→ **How to complete this task**
Could you filter the listing for lines with the word "actions" and return them?

→ **Excerpted records**

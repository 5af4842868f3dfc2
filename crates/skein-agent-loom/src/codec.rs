use serde_json::Value;
use skein_contract::{Message, MessageConverter, ToolCall};
use tracing::warn;

use crate::messages::{ModelMessage, ModelRequest, ModelResponse, RequestPart, ResponsePart};

/// Default codec between canonical messages and the loom native form.
///
/// Best-effort in both directions: a message the target format cannot
/// represent is dropped with a diagnostic, and one bad message never stops
/// the rest of the sequence from converting.
#[derive(Debug, Clone, Copy, Default)]
pub struct LoomMessageConverter;

impl MessageConverter for LoomMessageConverter {
    type Native = ModelMessage;

    fn to_native(&self, messages: &[Message]) -> Vec<ModelMessage> {
        let mut native = Vec::with_capacity(messages.len());
        for (index, message) in messages.iter().enumerate() {
            match message {
                Message::User { content } => match content {
                    Value::String(text) => native.push(ModelMessage::user_prompt(text.clone())),
                    _ => {
                        warn!(index, "dropping user message with non-string content");
                    }
                },
                Message::Assistant {
                    content,
                    tool_calls,
                } => match response_parts(content.as_deref(), tool_calls.as_deref()) {
                    Ok(parts) => {
                        if !parts.is_empty() {
                            native.push(ModelMessage::Response(ModelResponse { parts }));
                        }
                    }
                    Err(err) => {
                        warn!(
                            index,
                            error = %err,
                            "dropping assistant message with malformed tool-call arguments"
                        );
                    }
                },
                Message::Tool {
                    name,
                    content,
                    tool_call_id,
                } => native.push(ModelMessage::tool_return(name, content, tool_call_id)),
                // No native equivalent for host instructions.
                Message::System { .. } => {}
            }
        }
        native
    }

    fn to_canonical(&self, messages: &[ModelMessage]) -> Vec<Message> {
        let mut canonical = Vec::with_capacity(messages.len());
        for message in messages {
            match message {
                ModelMessage::Request(request) => split_request(request, &mut canonical),
                ModelMessage::Response(response) => {
                    if let Some(message) = collapse_response(response) {
                        canonical.push(message);
                    }
                }
            }
        }
        canonical
    }
}

/// Build the response parts for one assistant message. A malformed JSON
/// argument string fails the whole message.
fn response_parts(
    content: Option<&str>,
    tool_calls: Option<&[ToolCall]>,
) -> Result<Vec<ResponsePart>, serde_json::Error> {
    let mut parts = Vec::new();
    if let Some(text) = content {
        if !text.is_empty() {
            parts.push(ResponsePart::Text {
                content: text.to_string(),
            });
        }
    }
    for call in tool_calls.into_iter().flatten() {
        parts.push(ResponsePart::ToolCall {
            tool_name: call.function.name.clone(),
            args: serde_json::from_str(&call.function.arguments)?,
            tool_call_id: call.id.clone(),
        });
    }
    Ok(parts)
}

/// One request expands to one canonical message per part.
fn split_request(request: &ModelRequest, out: &mut Vec<Message>) {
    for part in &request.parts {
        match part {
            RequestPart::UserPrompt { content } => out.push(Message::user(content)),
            RequestPart::ToolReturn {
                tool_name,
                content,
                tool_call_id,
            } => out.push(Message::tool(tool_name, content, tool_call_id)),
        }
    }
}

/// One response collapses to at most one assistant message: text parts
/// concatenate, tool-call parts collect. No parts, no message.
fn collapse_response(response: &ModelResponse) -> Option<Message> {
    let mut content = String::new();
    let mut tool_calls = Vec::new();
    for part in &response.parts {
        match part {
            ResponsePart::Text { content: text } => content.push_str(text),
            ResponsePart::ToolCall {
                tool_name,
                args,
                tool_call_id,
            } => {
                let arguments = serde_json::to_string(args).unwrap_or_else(|err| {
                    warn!(
                        error = %err,
                        tool_call_id = %tool_call_id,
                        "failed to re-encode tool-call arguments"
                    );
                    "{}".to_string()
                });
                tool_calls.push(ToolCall::function(tool_call_id, tool_name, arguments));
            }
        }
    }
    if content.is_empty() && tool_calls.is_empty() {
        return None;
    }
    Some(Message::Assistant {
        content: (!content.is_empty()).then_some(content),
        tool_calls: (!tool_calls.is_empty()).then_some(tool_calls),
    })
}

#[cfg(test)]
mod tests {
    use super::*;
    use serde_json::json;

    fn converter() -> LoomMessageConverter {
        LoomMessageConverter
    }

    #[test]
    fn test_user_message_becomes_user_prompt_request() {
        let native = converter().to_native(&[Message::user("Hello")]);
        assert_eq!(native, vec![ModelMessage::user_prompt("Hello")]);
    }

    #[test]
    fn test_non_string_user_content_is_dropped() {
        let messages = vec![
            Message::User {
                content: json!([{"type": "image"}]),
            },
            Message::user("still here"),
        ];
        let native = converter().to_native(&messages);
        assert_eq!(native, vec![ModelMessage::user_prompt("still here")]);
    }

    #[test]
    fn test_assistant_with_tool_calls_decodes_arguments() {
        let message = Message::assistant_with_tool_calls(
            "Let me look",
            vec![ToolCall::function("call_1", "search", r#"{"query":"rust"}"#)],
        );
        let native = converter().to_native(&[message]);
        assert_eq!(
            native,
            vec![ModelMessage::Response(ModelResponse {
                parts: vec![
                    ResponsePart::Text {
                        content: "Let me look".to_string()
                    },
                    ResponsePart::ToolCall {
                        tool_name: "search".to_string(),
                        args: json!({"query": "rust"}),
                        tool_call_id: "call_1".to_string()
                    },
                ]
            })]
        );
    }

    #[test]
    fn test_malformed_arguments_drop_only_that_message() {
        let messages = vec![
            Message::user("first"),
            Message::assistant_with_tool_calls(
                "",
                vec![ToolCall::function("call_1", "search", "{not json")],
            ),
            Message::tool("search", "ok", "call_0"),
        ];
        let native = converter().to_native(&messages);
        assert_eq!(
            native,
            vec![
                ModelMessage::user_prompt("first"),
                ModelMessage::tool_return("search", "ok", "call_0"),
            ]
        );
    }

    #[test]
    fn test_empty_assistant_message_emits_nothing() {
        let message = Message::Assistant {
            content: Some(String::new()),
            tool_calls: None,
        };
        assert!(converter().to_native(&[message]).is_empty());
    }

    #[test]
    fn test_system_message_is_skipped() {
        let messages = vec![Message::system("be brief"), Message::user("hi")];
        let native = converter().to_native(&messages);
        assert_eq!(native, vec![ModelMessage::user_prompt("hi")]);
    }

    #[test]
    fn test_response_text_parts_concatenate() {
        let response = ModelMessage::Response(ModelResponse {
            parts: vec![
                ResponsePart::Text {
                    content: "Hello, ".to_string(),
                },
                ResponsePart::Text {
                    content: "world".to_string(),
                },
            ],
        });
        let canonical = converter().to_canonical(&[response]);
        assert_eq!(canonical, vec![Message::assistant("Hello, world")]);
    }

    #[test]
    fn test_response_with_no_parts_emits_no_message() {
        let response = ModelMessage::Response(ModelResponse { parts: vec![] });
        assert!(converter().to_canonical(&[response]).is_empty());
    }

    #[test]
    fn test_request_splits_per_part() {
        let request = ModelMessage::Request(ModelRequest {
            parts: vec![
                RequestPart::UserPrompt {
                    content: "hi".to_string(),
                },
                RequestPart::ToolReturn {
                    tool_name: "search".to_string(),
                    content: "42".to_string(),
                    tool_call_id: "call_1".to_string(),
                },
            ],
        });
        let canonical = converter().to_canonical(&[request]);
        assert_eq!(
            canonical,
            vec![Message::user("hi"), Message::tool("search", "42", "call_1")]
        );
    }

    #[test]
    fn test_round_trip_preserves_representable_content() {
        let original = vec![
            Message::user("What is 2+2?"),
            Message::assistant_with_tool_calls(
                "Calculating",
                vec![ToolCall::function("call_1", "calc", r#"{"expr":"2+2"}"#)],
            ),
            Message::tool("calc", "4", "call_1"),
            Message::assistant("The answer is 4"),
        ];
        let converter = converter();
        let round_tripped = converter.to_canonical(&converter.to_native(&original));
        assert_eq!(round_tripped, original);
    }
}
use serde_json::{Map, Value};

/// Execution state for one thread: a JSON object mutated over the course
/// of a run. After a merge it always holds a `messages` entry and a nested
/// `copilotkit.actions` entry.
pub type ExecutionState = Map<String, Value>;

/// State key holding the backend-native message history.
pub const MESSAGES_KEY: &str = "messages";

/// State key holding the protocol namespace (`{ "actions": [...] }`).
pub const COPILOTKIT_KEY: &str = "copilotkit";

/// Copy of `state` with the `messages` entry removed.
///
/// Streaming sync events show only non-message state; the message history
/// travels once, on the terminal event.
pub fn state_without_messages(state: &ExecutionState) -> ExecutionState {
    let mut stripped = state.clone();
    stripped.remove(MESSAGES_KEY);
    stripped
}

#[cfg(test)]
mod tests {
    use super::*;
    use serde_json::json;

    fn state_of(value: Value) -> ExecutionState {
        match value {
            Value::Object(map) => map,
            other => panic!("expected object, got {other}"),
        }
    }

    #[test]
    fn test_state_without_messages_strips_only_messages() {
        let state = state_of(json!({
            "messages": [{"kind": "request"}],
            "step": 3,
            "copilotkit": {"actions": []}
        }));
        let stripped = state_without_messages(&state);
        assert!(!stripped.contains_key(MESSAGES_KEY));
        assert_eq!(stripped["step"], json!(3));
        assert_eq!(stripped[COPILOTKIT_KEY], json!({"actions": []}));
    }

    #[test]
    fn test_state_without_messages_leaves_original_intact() {
        let state = state_of(json!({"messages": [1, 2, 3]}));
        let _ = state_without_messages(&state);
        assert!(state.contains_key(MESSAGES_KEY));
    }
}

→ **Solution below**
/// `copilotkit.actions` entry.
/// State key holding the protocol namespace (`{ "actions": [...] }`).
            "copilotkit": {"actions": []}
        assert_eq!(stripped[COPILOTKIT_KEY], json!({"actions": []}));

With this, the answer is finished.